Maybe he just wanted _you._
On the other hand, he did want the shovel, so he was probably just shoveling it.


----------



## hollydolly (Jul 27, 2021)

bingo said:


> opening  up  your home to whomever  comes in..
> does that not concern you deb...i  worry about your safety


_Me too_...that guy could have been some kinda crazy and beaten you with the pitchfork Deb...god forbid....I don't think it's a good idea as a woman on your own to have strangers in your home


----------



## debodun (Jul 27, 2021)

bingo said:


> opening  up  your home to whomever  comes in..
> does that not concern you deb...i  worry about your safety


Well, I can't sell if I don't show. It's the people that want what's NOT for sale that irk me, then offer a pittance for it. He was probably a dealer - they always want to get there before anyone else and don't want to pay anything.


----------



## hollydolly (Jul 27, 2021)

debodun said:


> Well, I can't sell if I don't show. It's the people that want what's NOT for sale that irk me, then offer a pittance for it.

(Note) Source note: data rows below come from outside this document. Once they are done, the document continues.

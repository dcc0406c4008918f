pub mod transaction;

use crate::config::AppConfig;
use crate::errors::AppError;
use metrics::{counter, gauge};
use sea_orm::{ConnectOptions, Database, DatabaseConnection};
use sea_orm_migration::MigratorTrait;
use std::time::Duration;
use tracing::{debug, error, info};

pub use transaction::UnitOfWork;

/// Type alias for a database connection pool
pub type DbPool = DatabaseConnection;

/// Configuration for database connection
#[derive(Debug, Clone)]
pub struct DbConfig {
    /// Database connection URL
    pub url: String,
    /// Maximum number of connections
    pub max_connections: u32,
    /// Minimum number of connections
    pub min_connections: u32,
    /// Connection timeout duration
    pub connect_timeout: Duration,
    /// Idle timeout duration
    pub idle_timeout: Duration,
    /// Acquire connection timeout
    pub acquire_timeout: Duration,
}

impl Default for DbConfig {
    fn default() -> Self {
        Self {
            url: String::new(),
            max_connections: 10,
            min_connections: 1,
            connect_timeout: Duration::from_secs(30),
            idle_timeout: Duration::from_secs(600),
            acquire_timeout: Duration::from_secs(8),
        }
    }
}

impl From<&AppConfig> for DbConfig {
    fn from(cfg: &AppConfig) -> Self {
        Self {
            url: cfg.database_url.clone(),
            max_connections: cfg.db_max_connections,
            min_connections: cfg.db_min_connections,
            connect_timeout: Duration::from_secs(cfg.db_connect_timeout_secs),
            idle_timeout: Duration::from_secs(cfg.db_idle_timeout_secs),
            acquire_timeout: Duration::from_secs(cfg.db_acquire_timeout_secs),
        }
    }
}

/// Establishes a connection pool to the database with custom configuration
pub async fn establish_connection_with_config(config: &DbConfig) -> Result<DbPool, AppError> {
    debug!("Configuring database connection with: {:?}", config);

    let mut opt = ConnectOptions::new(config.url.clone());

    opt.max_connections(config.max_connections)
        .min_connections(config.min_connections)
        .connect_timeout(config.connect_timeout)
        .acquire_timeout(config.acquire_timeout)
        .idle_timeout(config.idle_timeout)
        .sqlx_logging(false);

    gauge!("dinein_db.max_connections", config.max_connections as f64);

    info!(
        "Connecting to database with max_connections={}",
        config.max_connections
    );

    let db_pool = Database::connect(opt).await.map_err(|e| {
        error!(error = %e, "Database connection establishment failed");
        AppError::DatabaseError(e)
    })?;

    info!("Database connection pool established successfully");

    Ok(db_pool)
}

/// Establish DB pool using AppConfig tuning
pub async fn establish_connection_from_app_config(cfg: &AppConfig) -> Result<DbPool, AppError> {
    let db_cfg: DbConfig = cfg.into();
    establish_connection_with_config(&db_cfg).await
}

/// Runs database migrations
///
/// # Errors
/// Returns an `AppError` if migrations fail to execute
pub async fn run_migrations(pool: &DbPool) -> Result<(), AppError> {
    info!("Running database migrations");
    let start = std::time::Instant::now();

    let result = crate::migrator::Migrator::up(pool, None)
        .await
        .map_err(AppError::DatabaseError);

    let elapsed = start.elapsed();
    match &result {
        Ok(_) => info!(
            "Database migrations completed successfully in {:?}",
            elapsed
        ),
        Err(e) => error!("Database migrations failed after {:?}: {}", elapsed, e),
    }

    result
}

/// Checks if the database connection is active
pub async fn check_connection(pool: &DbPool) -> Result<(), AppError> {
    debug!("Checking database connection");
    let start = std::time::Instant::now();

    let result = pool.ping().await.map_err(AppError::DatabaseError);

    let elapsed = start.elapsed();
    match &result {
        Ok(_) => {
            debug!("Database connection check successful in {:?}", elapsed);
            gauge!("dinein_db.connection_latency", elapsed.as_millis() as f64);
        }
        Err(e) => {
            error!(
                "Database connection check failed after {:?}: {}",
                elapsed, e
            );
            counter!("dinein_db.connection_failures", 1);
        }
    }

    result
}

/// Closes the database connection pool
pub async fn close_pool(pool: DbPool) -> Result<(), AppError> {
    info!("Closing database connection pool");

    pool.close().await.map_err(AppError::DatabaseError)
}
#![allow(dead_code)]

use std::sync::atomic::{AtomicBool, AtomicUsize, Ordering};
use std::sync::Arc;

use async_trait::async_trait;
use chrono::{DateTime, Utc};
use rust_decimal::Decimal;
use sea_orm::{sea_query::Expr, ActiveModelTrait, ColumnTrait, EntityTrait, QueryFilter, Set};
use tempfile::TempDir;
use tokio::sync::mpsc;
use uuid::Uuid;

use dinein_api::{
    config::AppConfig,
    dto::{CreateTransactionRequest, TransactionResponse},
    entities::{menu, restaurant_table, transaction, user},
    errors::ServiceError,
    events::Event,
    models::PaymentStatus,
    payments::{interpret_status, notification_signature, PaymentGateway, PaymentNotification},
    services::pricing::LineItem,
    AppState,
};

pub const SERVER_KEY: &str = "SB-Mid-server-integration";

/// Gateway double that issues predictable links and can be told to fail.
#[derive(Default)]
pub struct StubGateway {
    fail: AtomicBool,
    payment_calls: AtomicUsize,
    hook_calls: AtomicUsize,
}

impl StubGateway {
    pub fn fail_payments(&self, fail: bool) {
        self.fail.store(fail, Ordering::SeqCst);
    }

    pub fn payment_calls(&self) -> usize {
        self.payment_calls.load(Ordering::SeqCst)
    }

    pub fn hook_calls(&self) -> usize {
        self.hook_calls.load(Ordering::SeqCst)
    }
}

#[async_trait]
impl PaymentGateway for StubGateway {
    async fn process_payment(
        &self,
        transaction: &transaction::Model,
    ) -> Result<String, ServiceError> {
        self.payment_calls.fetch_add(1, Ordering::SeqCst);
        if self.fail.load(Ordering::SeqCst) {
            return Err(ServiceError::ExternalServiceError(
                "gateway unavailable".into(),
            ));
        }
        Ok(format!("https://pay.test/{}", transaction.payment_code))
    }

    async fn hook_payment(
        &self,
        _transaction_id: Uuid,
        notification: &PaymentNotification,
    ) -> Result<PaymentStatus, ServiceError> {
        self.hook_calls.fetch_add(1, Ordering::SeqCst);
        interpret_status(notification)
    }
}

/// Application state over a throwaway SQLite file.
pub struct TestApp {
    pub state: AppState,
    pub gateway: Arc<StubGateway>,
    pub events: mpsc::Receiver<Event>,
    pub user_id: Uuid,
    pub table_id: Uuid,
    _dir: TempDir,
}

impl TestApp {
    pub async fn new() -> Self {
        let dir = tempfile::tempdir().expect("failed to create temp dir");
        let db_path = dir.path().join("dinein_test.db");

        let mut cfg = AppConfig::new(
            format!("sqlite://{}?mode=rwc", db_path.display()),
            "test".to_string(),
        );
        cfg.auto_migrate = true;
        cfg.db_max_connections = 1;
        cfg.db_min_connections = 1;
        cfg.payment_server_key = SERVER_KEY.to_string();
        cfg.default_page_size = 2;
        cfg.max_page_size = 10;

        let gateway = Arc::new(StubGateway::default());
        let (state, events) = AppState::build_with_gateway(cfg, gateway.clone())
            .await
            .expect("failed to build app state");

        let mut app = Self {
            state,
            gateway,
            events,
            user_id: Uuid::nil(),
            table_id: Uuid::nil(),
            _dir: dir,
        };
        app.user_id = app.seed_user("Sari").await;
        app.table_id = app.seed_table("T1").await;
        app
    }

    pub async fn seed_user(&self, name: &str) -> Uuid {
        let now = Utc::now();
        let id = Uuid::new_v4();
        user::ActiveModel {
            id: Set(id),
            name: Set(name.to_string()),
            email: Set(format!("{}@example.com", id)),
            created_at: Set(now),
            updated_at: Set(now),
            deleted_at: Set(None),
        }
        .insert(&*self.state.db)
        .await
        .expect("failed to seed user");
        id
    }

    pub async fn seed_table(&self, name: &str) -> Uuid {
        let now = Utc::now();
        let id = Uuid::new_v4();
        restaurant_table::ActiveModel {
            id: Set(id),
            name: Set(name.to_string()),
            capacity: Set(4),
            created_at: Set(now),
            updated_at: Set(now),
            deleted_at: Set(None),
        }
        .insert(&*self.state.db)
        .await
        .expect("failed to seed table");
        id
    }

    pub async fn seed_menu(&self, name: &str, price: Decimal, cooking_duration: i32) -> Uuid {
        let now = Utc::now();
        let id = Uuid::new_v4();
        menu::ActiveModel {
            id: Set(id),
            name: Set(name.to_string()),
            description: Set(None),
            price: Set(price),
            cooking_duration: Set(cooking_duration),
            created_at: Set(now),
            updated_at: Set(now),
            deleted_at: Set(None),
        }
        .insert(&*self.state.db)
        .await
        .expect("failed to seed menu");
        id
    }

    pub fn request(&self, items: &[(Uuid, i64)]) -> CreateTransactionRequest {
        CreateTransactionRequest {
            user_id: self.user_id,
            table_id: self.table_id,
            items: items
                .iter()
                .map(|&(menu_id, quantity)| LineItem { menu_id, quantity })
                .collect(),
        }
    }

    pub async fn create(&self, items: &[(Uuid, i64)]) -> TransactionResponse {
        self.state
            .transactions
            .create_transaction(self.request(items))
            .await
            .expect("failed to create transaction")
    }

    pub async fn stored(&self, id: Uuid) -> transaction::Model {
        transaction::Entity::find_by_id(id)
            .one(&*self.state.db)
            .await
            .expect("query failed")
            .expect("transaction missing")
    }

    pub async fn set_payment_status(&self, id: Uuid, status: PaymentStatus) {
        transaction::Entity::update_many()
            .col_expr(transaction::Column::PaymentStatus, Expr::value(status))
            .filter(transaction::Column::Id.eq(id))
            .exec(&*self.state.db)
            .await
            .expect("failed to update payment status");
    }

    pub async fn backdate(
        &self,
        id: Uuid,
        column: transaction::Column,
        at: DateTime<Utc>,
    ) {
        transaction::Entity::update_many()
            .col_expr(column, Expr::value(Some(at)))
            .filter(transaction::Column::Id.eq(id))
            .exec(&*self.state.db)
            .await
            .expect("failed to backdate transaction");
    }

    /// Collects every event published so far.
    pub fn drain_events(&mut self) -> Vec<Event> {
        let mut events = Vec::new();
        while let Ok(event) = self.events.try_recv() {
            events.push(event);
        }
        events
    }
}

pub fn signed_notification(
    order_id: &str,
    gross_amount: &str,
    transaction_status: &str,
    fraud_status: Option<&str>,
) -> PaymentNotification {
    PaymentNotification {
        order_id: order_id.to_string(),
        status_code: "200".to_string(),
        gross_amount: gross_amount.to_string(),
        signature_key: notification_signature(order_id, "200", gross_amount, SERVER_KEY),
        transaction_status: transaction_status.to_string(),
        fraud_status: fraud_status.map(str::to_string),
    }
}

I'm still very concerned.. if you're going to insist on selling from home, can you not lock the front door and sell from the garage or the porch.. (verandah) ?


----------



## win231 (Jul 27, 2021)

bingo said:


> opening  up  your home to whomever  comes in..
> does that not concern you deb...i  worry about your safety


NOBODY messes with Deb!


----------



## hollydolly (Jul 27, 2021)

win231 said:


> NOBODY messes with Deb!


that's the trouble , she's also got a big box of knives just sitting there for sale as well....


----------



## bingo (Jul 27, 2021)

debodun said:


> Well, I can't sell if I don't show. It's the people that want what's NOT for sale that irk me, then offer a pittance for it. He was probably a dealer - they always want to get there before anyone else and don't want to pay anything.


Okay hon


----------



## Murrmurr (Jul 27, 2021)

win231 said:


> Maybe he just wanted _you._
> *On the other hand, he did want the shovel*,


To bury his next victim.


----------



## Becky1951 (Jul 27, 2021)

debodun said:


> A guy saw my ad for a moving sale for this weekend and asked if he could come today and look. Of course, any chance to sell thing I will agree to. You'd think I'd have learned my lesson by now. Once he got his foot in the door and took a perfunctory look at what was for sale and not interested in that, he managed to get in other parts of the house despite my admonitions that nothing was for sale in the other rooms.
> 
> He didn't want anything that I had out, he wanted the things I consider family heirlooms. Even some I agreed to sell him, he offered a paltry amount so I refused. I've been selling wooden crates for $15 apiece, but he wouldn't give me $5 for the other six I have (that $5 for all, not for each). Then he wanted this statue which IS a family heirloom, but when I told him I turned down an offer of $350, he quickly lost interest.
> 
> ...


Be very careful, since he insisted on going through your home without your permission he may have been casing your contents to break in later and steal. 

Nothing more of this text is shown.